Collected data entries
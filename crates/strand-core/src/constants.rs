//! Fixed texts and estimation constants shared across crates.

/// Rough chars-per-token heuristic used for local token estimation.
pub const CHARS_PER_TOKEN: usize = 4;

/// Prefix marking the synthetic user message that wraps a compaction summary.
pub const COMPACTION_SUMMARY_PREFIX: &str = "[Context from earlier in this conversation]";

/// Fixed text of the synthetic assistant acknowledgment after compaction.
pub const COMPACTION_ACK_TEXT: &str =
    "I understand the previous context. Let me continue helping you.";

/// Result text injected for tool calls that never settled.
pub const INTERRUPTED_TOOL_RESULT_TEXT: &str = "Tool execution was interrupted.";

/// Estimate tokens for a chunk of text using the chars-per-token heuristic.
#[must_use]
pub fn estimate_tokens(text_len: usize) -> u64 {
    text_len.div_ceil(CHARS_PER_TOKEN) as u64
}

Activity
Of all the entries above, how many lines contain "usize"? Give the number alone.

Answer to the problem
2